Alors que l’année scolaire touche à sa fin et à quelques semaines de l’épreuve reine du baccalauréat, rien ne semble indiquer que le ministère de tutelle et le corps enseignant s’orientent vers une sortie de crise. En attendant la solution miracle, environ 2 300 000 élèves sont pris en otage.
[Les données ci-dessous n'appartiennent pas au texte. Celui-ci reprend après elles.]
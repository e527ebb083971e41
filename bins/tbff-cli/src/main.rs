//! tbff-cli — Command-line driver for the TBFF flow engine.
//!
//! Loads a network snapshot from JSON, applies an optional edit, runs
//! propagation and prints the resulting state. Edits are written back to
//! the same file.

mod report;

use std::fs;
use std::path::{Path, PathBuf};

use anyhow::{Context, Result};
use clap::{Args, Parser, Subcommand};
use tbff_core::constants::{CONVERGENCE_THRESHOLD, DEFAULT_ALLOCATION_PERCENTAGE, MAX_ITERATIONS};
use tbff_core::error::NetworkError;
use tbff_core::traits::FlowPropagator;
use tbff_core::types::{FlowNetwork, PropagationResult};
use tbff_flow::{
    EngineConfig, FlowEngine, SinkPolicy, create_allocation, delete_allocation, normalize_all,
    set_external_flow, update_allocation_percentage,
};
use tracing::info;

use crate::report::Report;

/// Threshold-based flow funding: propagate flow through a network of accounts.
#[derive(Parser, Debug)]
#[command(name = "tbff-cli", version)]
struct Cli {
    #[command(flatten)]
    engine: EngineArgs,

    /// Log level (trace, debug, info, warn, error)
    #[arg(long, global = true, default_value = "info")]
    log_level: String,

    /// Log output format ("text" or "json")
    #[arg(long, global = true, default_value = "text")]
    log_format: String,

    #[command(subcommand)]
    command: Commands,
}

#[derive(Args, Debug)]
struct EngineArgs {
    /// Upper bound on propagation iterations
    #[arg(long, global = true, default_value_t = MAX_ITERATIONS)]
    max_iterations: u32,

    /// Largest per-node inflow change accepted as converged
    #[arg(long, global = true, default_value_t = CONVERGENCE_THRESHOLD)]
    convergence_threshold: f64,

    /// How an existing overflow sink is fed on later runs (set-once or recompute)
    #[arg(long, global = true, default_value = "set-once")]
    sink_policy: SinkPolicy,
}

impl EngineArgs {
    /// Convert CLI args into an EngineConfig.
    fn into_config(self) -> EngineConfig {
        EngineConfig {
            max_iterations: self.max_iterations,
            convergence_threshold: self.convergence_threshold,
            sink_policy: self.sink_policy,
            ..EngineConfig::default()
        }
    }
}

#[derive(Subcommand, Debug)]
enum Commands {
    /// Propagate flow and print the steady state.
    Propagate(PropagateArgs),
    /// Set the external flow injected into a node.
    SetFlow(SetFlowArgs),
    /// Add an allocation between two nodes.
    Allocate(AllocateArgs),
    /// Change an allocation's percentage.
    SetPercentage(SetPercentageArgs),
    /// Remove an allocation.
    Deallocate(DeallocateArgs),
}

#[derive(Args, Debug)]
struct PropagateArgs {
    /// Network JSON file.
    file: PathBuf,

    /// Print the full result as JSON instead of a table.
    #[arg(long)]
    json: bool,

    /// Write the propagated network back to the file.
    #[arg(long)]
    write: bool,
}

#[derive(Args, Debug)]
struct SetFlowArgs {
    file: PathBuf,

    #[arg(long)]
    node: String,

    /// Flow per cycle; negative values are clamped to zero.
    #[arg(long, allow_negative_numbers = true)]
    value: f64,
}

#[derive(Args, Debug)]
struct AllocateArgs {
    file: PathBuf,

    #[arg(long)]
    from: String,

    #[arg(long)]
    to: String,

    /// Initial percentage before the source's allocations are renormalized.
    #[arg(long, default_value_t = DEFAULT_ALLOCATION_PERCENTAGE, allow_negative_numbers = true)]
    percentage: f64,
}

#[derive(Args, Debug)]
struct SetPercentageArgs {
    file: PathBuf,

    #[arg(long)]
    allocation: String,

    /// New percentage; clamped to [0, 1].
    #[arg(long, allow_negative_numbers = true)]
    value: f64,
}

#[derive(Args, Debug)]
struct DeallocateArgs {
    file: PathBuf,

    #[arg(long)]
    allocation: String,
}

fn main() -> Result<()> {
    let cli = Cli::parse();
    init_logging(&cli.log_level, &cli.log_format);

    let engine =
        FlowEngine::with_config(cli.engine.into_config()).context("Invalid engine configuration")?;

    let result = match cli.command {
        Commands::Propagate(args) => {
            let result = propagate_file(&engine, &args.file, args.write)?;
            if args.json {
                let json = serde_json::to_string_pretty(&result)
                    .context("Failed to serialize propagation result")?;
                println!("{json}");
                return Ok(());
            }
            result
        }
        Commands::SetFlow(args) => edit_file(&engine, &args.file, |net| {
            set_external_flow(net, &args.node, args.value)
        })?,
        Commands::Allocate(args) => edit_file(&engine, &args.file, |net| {
            let id = create_allocation(net, &args.from, &args.to, args.percentage)?;
            info!(allocation = %id, from = %args.from, to = %args.to, "cli: allocation created");
            Ok(())
        })?,
        Commands::SetPercentage(args) => edit_file(&engine, &args.file, |net| {
            update_allocation_percentage(net, &args.allocation, args.value)
        })?,
        Commands::Deallocate(args) => edit_file(&engine, &args.file, |net| {
            delete_allocation(net, &args.allocation).map(|_| ())
        })?,
    };

    println!("{}", Report(&result));
    Ok(())
}

/// Load, propagate and optionally persist a network file.
fn propagate_file(engine: &FlowEngine, path: &Path, write: bool) -> Result<PropagationResult> {
    let network = load_network(path)?;
    let result = engine.propagate(&network).context("Propagation failed")?;
    if write {
        save_network(path, &result.network)?;
    }
    Ok(result)
}

/// Load a network file, apply `edit`, propagate and write the result back.
fn edit_file<F>(engine: &FlowEngine, path: &Path, edit: F) -> Result<PropagationResult>
where
    F: FnOnce(&mut FlowNetwork) -> Result<(), NetworkError>,
{
    let mut network = load_network(path)?;
    edit(&mut network).context("Edit rejected")?;
    let result = engine.propagate(&network).context("Propagation failed")?;
    save_network(path, &result.network)?;
    Ok(result)
}

/// Read a snapshot and normalize every source's allocations.
fn load_network(path: &Path) -> Result<FlowNetwork> {
    let json = fs::read_to_string(path)
        .with_context(|| format!("Failed to read network file: {}", path.display()))?;
    let mut network = FlowNetwork::from_json(&json)
        .with_context(|| format!("Failed to parse network file: {}", path.display()))?;
    normalize_all(&mut network);
    info!(
        file = %path.display(),
        nodes = network.nodes.len(),
        allocations = network.allocations.len(),
        "cli: network loaded"
    );
    Ok(network)
}

fn save_network(path: &Path, network: &FlowNetwork) -> Result<()> {
    let json = network
        .to_json_pretty()
        .context("Failed to serialize network")?;
    fs::write(path, json)
        .with_context(|| format!("Failed to write network file: {}", path.display()))?;
    info!(file = %path.display(), "cli: network saved");
    Ok(())
}

/// Initialize tracing subscriber with the given log level and output format.
///
/// Logs go to stderr so stdout stays clean for reports and JSON.
fn init_logging(level_str: &str, format: &str) {
    use tracing_subscriber::filter::EnvFilter;
    use tracing_subscriber::fmt;
    use tracing_subscriber::prelude::*;

    let filter = EnvFilter::try_from_default_env().unwrap_or_else(|_| EnvFilter::new(level_str));

    if format == "json" {
        tracing_subscriber::registry()
            .with(filter)
            .with(fmt::layer().json().with_writer(std::io::stderr))
            .init();
    } else {
        tracing_subscriber::registry()
            .with(filter)
            .with(
                fmt::layer()
                    .with_target(true)
                    .with_level(true)
                    .with_writer(std::io::stderr),
            )
            .init();
    }
}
Dans l’immédiat, quid des examens, des conseils, des passages de classe? Qui est responsable de cette chienlit récurrente qui touche pratiquement la majorité des familles tunisiennes? La réponse coule de source : c’est tout le système éducatif qui marche sur la tête qu’il faut revoir et repenser en urgence. A l’image d’un pays à la dérive qui ne sait plus où donner de la tête.
Inégalité
En attendant la promesse faite par le président de la République Kaïs Saïed d’ouvrir le chantier des réformes profondes et radicales dans le système éducatif via la création du Conseil supérieur de l’éducation et de l’enseignement « dans les plus brefs délais », l’Association tunisienne des parents et des élèves (ATUPE) a déjà appelé le mois dernier le chef de l’Etat à jouer de son autorité afin de mettre fin aux mesures de rétention des notes. Et permettre ainsi de préparer convenablement les examens du troisième trimestre et les examens nationaux. Pointant à l’occasion « l’absence d’égalité » entre les écoles privées qui fonctionnent normalement et le secteur public qui marche en claudiquant.
« L’année scolaire touche à sa fin et nous n’avons plus le temps de négocier et d’attendre l’issue des réunions concernant le dossier relatif à la rétention des notes d’examens des élèves ». C’est ce que déclarait le président de l’ATUPE, Ridha Zahrouni, à l’agence TAP. Ajoutant que « le peu de temps restant de l’année scolaire et la poursuite de la rétention des notes en plus de l’approche des examens du troisième trimestre, représentent un danger pour l’avenir des élèves ».
Pour une solution définitive et immédiate
En réaction aux doléances pressantes des parents d’élèves déboussolés et angoissés pour l’avenir de leurs enfants, le chef de l’Etat recevait le 4 mai en cours à Carthage Mohamed Ali Boughdiri et Moncef Boukthir, respectivement ministres de l’Éducation et de l’Enseignement supérieur et de la Recherche scientifique. Et ce, pour souligner en termes diplomatiques « le caractère sacré du rôle des éducateurs, y compris les enseignants et les professeurs, à tous les stades de l’enseignement ». Mais surtout, et c’est la quintessence du message présidentiel, pour les sommer de trouver une solution « dans les meilleurs délais ». Et ce, afin de mettre « un terme définitif » à la crise liée à la rétention des notes.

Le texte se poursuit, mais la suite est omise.